Dances with Films offered an incredibly strong slate of films Thursday through Sunday, the closing weekend of the festival. And our only regret is that the fest is over. Time to hang up our dancing shoes until next year.
Thursday’s Espionage Tonight was a brilliantly structured dark comedy in which a reality TV show about spies is created to win back the faith of the American public. Audiences go undercover on missions around the globe. Real spy and reality tour guide “Swamp Fox” is alternately deadly and hilarious.
Director Rob Gordon Bralver says the choice to create a reality style was done to save money, but budget doesn’t show on screen. “We had tons of locations thanks to producer Amy Child, who made little miracles happen. Music is just me listening to iTunes so I could find what fits, and keep the film in its wierd comedy pocket,” he relates. Lead actor Joe Hursley says for him, the filmmaking process and the point of the movie itself is “Trust your inner psychopath.”
The festival’s Grand Jury Winner, One Less God was a harrowing take on the 2008 Mumbai terrorist attack on a tourist hotel. Deeply involving, moving, and packed with suspense, the large cast and humanitarian soul of the movie painted a picture of pain, beauty, and love. Thoroughly engrossing.
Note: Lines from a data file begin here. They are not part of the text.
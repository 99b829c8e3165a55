use super::face::FaceId;
use super::vertex::VertexId;

slotmap::new_key_type! {
    /// Unique identifier for a half-edge in the mesh.
    pub struct HalfEdgeId;
}

/// One direction of a boundary segment.
///
/// The owning face lies to the left of the half-edge.
#[derive(Debug, Clone, Copy)]
pub struct HalfEdgeData {
    /// Vertex the half-edge leaves from.
    pub origin: VertexId,
    /// The opposite half-edge of the same segment.
    pub twin: HalfEdgeId,
    /// Next half-edge around the face.
    pub next: HalfEdgeId,
    /// Previous half-edge around the face.
    pub prev: HalfEdgeId,
    /// Face bounded by this half-edge.
    pub face: FaceId,
}

impl HalfEdgeData {
    /// Creates a half-edge whose links are filled in later.
    #[must_use]
    pub fn new(origin: VertexId, face: FaceId) -> Self {
        Self {
            origin,
            twin: HalfEdgeId::default(),
            next: HalfEdgeId::default(),
            prev: HalfEdgeId::default(),
            face,
        }
    }
}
Writer/director/producer Lliam Worthington says “We knew people killed in the attacks, we just wanted to understand what was going on, the loss and the pain, and the people. I wanted to see the people. We have to continue to see people as a global society.” Worthington used some of the actual cell phone communication transcripts between handlers and operatives word for word during dialog for the terrorists; the 63-day shoot which took place off and on for a year never lacks in verisimilitude.
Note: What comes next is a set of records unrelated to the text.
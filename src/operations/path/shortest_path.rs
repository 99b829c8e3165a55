use tracing::debug;

use crate::error::{Result, TopologyError};
use crate::graph::{DualGraph, DualVertexId};
use crate::math::polygon_2d::polyline_length;
use crate::math::{points_equal, Point2, TOLERANCE};
use crate::operations::query::LocatePoint;
use crate::topology::{FaceId, Mesh};

use super::{Corridor, FindCorridor, Funnel};

/// A shortest path inside the polygon.
#[derive(Debug, Clone)]
pub struct ShortestPath {
    points: Vec<Point2>,
    corridor: Corridor,
}

impl ShortestPath {
    /// Path vertices from start to end.
    #[must_use]
    pub fn points(&self) -> &[Point2] {
        &self.points
    }

    /// The triangle corridor the path was pulled through.
    #[must_use]
    pub fn corridor(&self) -> &Corridor {
        &self.corridor
    }

    /// Euclidean length of the path.
    #[must_use]
    pub fn length(&self) -> f64 {
        polyline_length(&self.points)
    }

    /// Number of corners between start and end.
    #[must_use]
    pub fn turning_points(&self) -> usize {
        self.points.len().saturating_sub(2)
    }
}

/// Computes the shortest path between two points of a triangulated polygon.
///
/// Both points are located in the mesh, the fewest-triangle corridor is
/// found over the dual graph, and the funnel pulls the path taut.
pub struct ShortestPathQuery {
    start: Point2,
    end: Point2,
    tolerance: f64,
}

impl ShortestPathQuery {
    /// Creates a new `ShortestPathQuery`.
    #[must_use]
    pub fn new(start: Point2, end: Point2) -> Self {
        Self {
            start,
            end,
            tolerance: TOLERANCE,
        }
    }

    /// Sets the comparison tolerance.
    #[must_use]
    pub fn with_tolerance(mut self, tolerance: f64) -> Self {
        self.tolerance = tolerance;
        self
    }

    /// Executes the query.
    ///
    /// # Errors
    ///
    /// Returns [`crate::error::QueryError::PointOutsideMesh`] if an endpoint
    /// is not inside the triangulation, or
    /// [`crate::error::QueryError::DisconnectedQuery`] if no corridor joins them.
    pub fn execute(&self, mesh: &Mesh, dual: &DualGraph) -> Result<ShortestPath> {
        let start_face = self.locate(mesh, self.start)?;
        let end_face = self.locate(mesh, self.end)?;

        let corridor = FindCorridor::new(dual_vertex(mesh, start_face)?, dual_vertex(mesh, end_face)?)
            .execute(mesh, dual)?;
        let points = if points_equal(&self.start, &self.end, self.tolerance) {
            vec![self.start]
        } else {
            Funnel::between(self.start, corridor.portals(), self.end)
                .with_tolerance(self.tolerance)
                .execute()
        };

        debug!(
            corridor = corridor.len(),
            corners = points.len(),
            "computed shortest path"
        );
        Ok(ShortestPath { points, corridor })
    }

    fn locate(&self, mesh: &Mesh, point: Point2) -> Result<FaceId> {
        LocatePoint::new(point)
            .with_tolerance(self.tolerance)
            .execute(mesh)
    }
}

fn dual_vertex(mesh: &Mesh, face: FaceId) -> Result<DualVertexId> {
    mesh.face(face)?
        .dual_vertex
        .ok_or_else(|| TopologyError::EntityNotFound("dual vertex".into()).into())
}

#[cfg(test)]
#[allow(clippy::unwrap_used)]
mod tests {
    use approx::assert_relative_eq;

    use crate::error::{PolypathError, QueryError};
    use crate::math::orient_2d::{orientation, Orientation};
    use crate::math::polygon_2d::polyline_length;
    use crate::math::Point2;
    use crate::operations::triangulate::TriangulatePolygon;
    use crate::triangulation::Triangulation;

    fn triangulate(coords: &[(f64, f64)]) -> Triangulation {
        let points: Vec<Point2> = coords.iter().map(|&(x, y)| Point2::new(x, y)).collect();
        TriangulatePolygon::new(&points).execute().unwrap()
    }

    fn u_shape() -> Triangulation {
        triangulate(&[
            (0.0, 0.0),
            (6.0, 0.0),
            (6.0, 6.0),
            (4.0, 6.0),
            (4.0, 2.0),
            (2.0, 2.0),
            (2.0, 6.0),
            (0.0, 6.0),
        ])
    }

    fn on_segment(p: &Point2, a: &Point2, b: &Point2) -> bool {
        orientation(a, b, p, 1e-9) == Orientation::Collinear
            && p.x >= a.x.min(b.x) - 1e-9
            && p.x <= a.x.max(b.x) + 1e-9
            && p.y >= a.y.min(b.y) - 1e-9
            && p.y <= a.y.max(b.y) + 1e-9
    }

    #[test]
    fn convex_polygon_gives_straight_line() {
        let tri = triangulate(&[
            (0.0, 0.0),
            (8.0, 0.0),
            (10.0, 4.0),
            (8.0, 8.0),
            (0.0, 8.0),
            (-2.0, 4.0),
        ]);
        let start = Point2::new(-1.0, 4.0);
        let end = Point2::new(9.0, 4.5);
        let path = tri.shortest_path(start, end).unwrap();
        assert_eq!(path.points(), &[start, end]);
        assert_eq!(path.turning_points(), 0);
        assert_relative_eq!(path.length(), (end - start).norm(), epsilon = 1e-12);
    }

    #[test]
    fn u_shape_wraps_around_inner_corners() {
        let tri = u_shape();
        let start = Point2::new(1.0, 5.0);
        let end = Point2::new(5.0, 5.0);
        let path = tri.shortest_path(start, end).unwrap();

        assert_eq!(path.points().first(), Some(&start));
        assert_eq!(path.points().last(), Some(&end));
        assert_eq!(path.turning_points(), 2);
        assert_relative_eq!(path.points()[1].x, 2.0, epsilon = 1e-9);
        assert_relative_eq!(path.points()[1].y, 2.0, epsilon = 1e-9);
        assert_relative_eq!(path.points()[2].x, 4.0, epsilon = 1e-9);
        assert_relative_eq!(path.points()[2].y, 2.0, epsilon = 1e-9);
        let expected = 2.0 * 10.0_f64.sqrt() + 2.0;
        assert_relative_eq!(path.length(), expected, epsilon = 1e-9);
    }

    #[test]
    fn funnel_is_no_longer_than_portal_midpoints() {
        let tri = u_shape();
        let start = Point2::new(0.5, 5.5);
        let end = Point2::new(5.5, 4.0);
        let path = tri.shortest_path(start, end).unwrap();
        let reference = path.corridor().midpoint_polyline(start, end);
        assert!(path.length() <= polyline_length(&reference) + 1e-9);
    }

    #[test]
    fn corners_lie_on_portals() {
        let tri = u_shape();
        let start = Point2::new(0.5, 5.5);
        let end = Point2::new(5.5, 5.5);
        let path = tri.shortest_path(start, end).unwrap();
        let portals = path.corridor().portals();
        let inner = &path.points()[1..path.points().len() - 1];
        assert!(!inner.is_empty());
        for corner in inner {
            assert!(portals.iter().any(|(l, r)| on_segment(corner, l, r)));
        }
    }

    #[test]
    fn same_triangle_and_same_point() {
        let tri = u_shape();
        let a = Point2::new(0.5, 0.5);
        let b = Point2::new(0.6, 0.7);
        if tri.locate(a).unwrap() == tri.locate(b).unwrap() {
            assert_eq!(tri.shortest_path(a, b).unwrap().points(), &[a, b]);
        }
        let path = tri.shortest_path(a, a).unwrap();
        assert_eq!(path.points(), &[a]);
        assert_relative_eq!(path.length(), 0.0);
        assert_eq!(path.corridor().len(), 1);
    }

    #[test]
    fn endpoints_on_boundary_are_accepted() {
        let tri = u_shape();
        let path = tri
            .shortest_path(Point2::new(0.0, 3.0), Point2::new(6.0, 3.0))
            .unwrap();
        assert!(path.turning_points() >= 2);
    }

    #[test]
    fn outside_endpoint_is_an_error() {
        let tri = u_shape();
        // Inside the notch of the U, which is not part of the polygon.
        let err = tri
            .shortest_path(Point2::new(1.0, 1.0), Point2::new(3.0, 4.0))
            .unwrap_err();
        assert!(matches!(
            err,
            PolypathError::Query(QueryError::PointOutsideMesh { .. })
        ));
        assert_eq!(
            err.to_string(),
            "point (3, 4) lies outside the triangulated region"
        );
    }
}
The strong ensemble cast and sweeping, lush cinematography of Tater Tot & Patton add to a compelling tale of a millennial who escapes her own life at her uncle’s South Dakota ranch, forcing him from his placid, if liquor-drenched, existence. A well-balanced drama that pulses with life.
Jimmy the Saint is a fresh, Los Angeles-based take on the Russian mob, true love, gambling addiction, and a street scene as authentic and involving as the film’s throbbing, vibrant heart. It’s a film that’s both violent and feel-good, a difficult feat to pull off – but it absolutely does.
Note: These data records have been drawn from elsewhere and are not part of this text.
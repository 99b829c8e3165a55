pub mod error;
pub mod graph;
pub mod math;
pub mod operations;
pub mod topology;
pub mod triangulation;

pub use error::{PolypathError, Result};
pub use triangulation::{TriangleMesh, Triangulation, TriangulationParams};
Director Branden Morgan shot “really cheap” in just 13 days, averaging 9 script pages each day. The thriller deals with “identity and liberation. Everyone wants that.” The pitch-perfect cast says the fact that Morgan began his career as an actor paid off. “He constantly guided me through,” lead Zach Hursh attests. And guidance was key, through strong physical action, and the learning of Russian dialog by lead actors. What’s next for Morgan? “My partner and I sold another weird adult drama to Sony Crackle.”
Jimmy the Saint above, The Scent of Rain & Lightning below
The Scent of Rain & Lightning is packed with stunning images in a strongly performed if convoluted story of murder, lust, and revenge set in a fresh Oklahoma setting. Based on a novel, director Blake Robbins deftly visualizes images in an adaptation made by Casey Twente and, Jeff Robinson. Tweetner’s wife heard about the book while listening to NPR and tracked down the author. “I tried to treat visuals like a complicated jigsaw puzzle,” Robbins relates. The film was shot in 21 days and took full and visually stunning advantage of its location. “The 39% tax break rebate from Oklahoma is what made us move the setting of the book from Kansas,” Robbins says. Co-produced with co-star Maggie Grace, the film is moody and noir.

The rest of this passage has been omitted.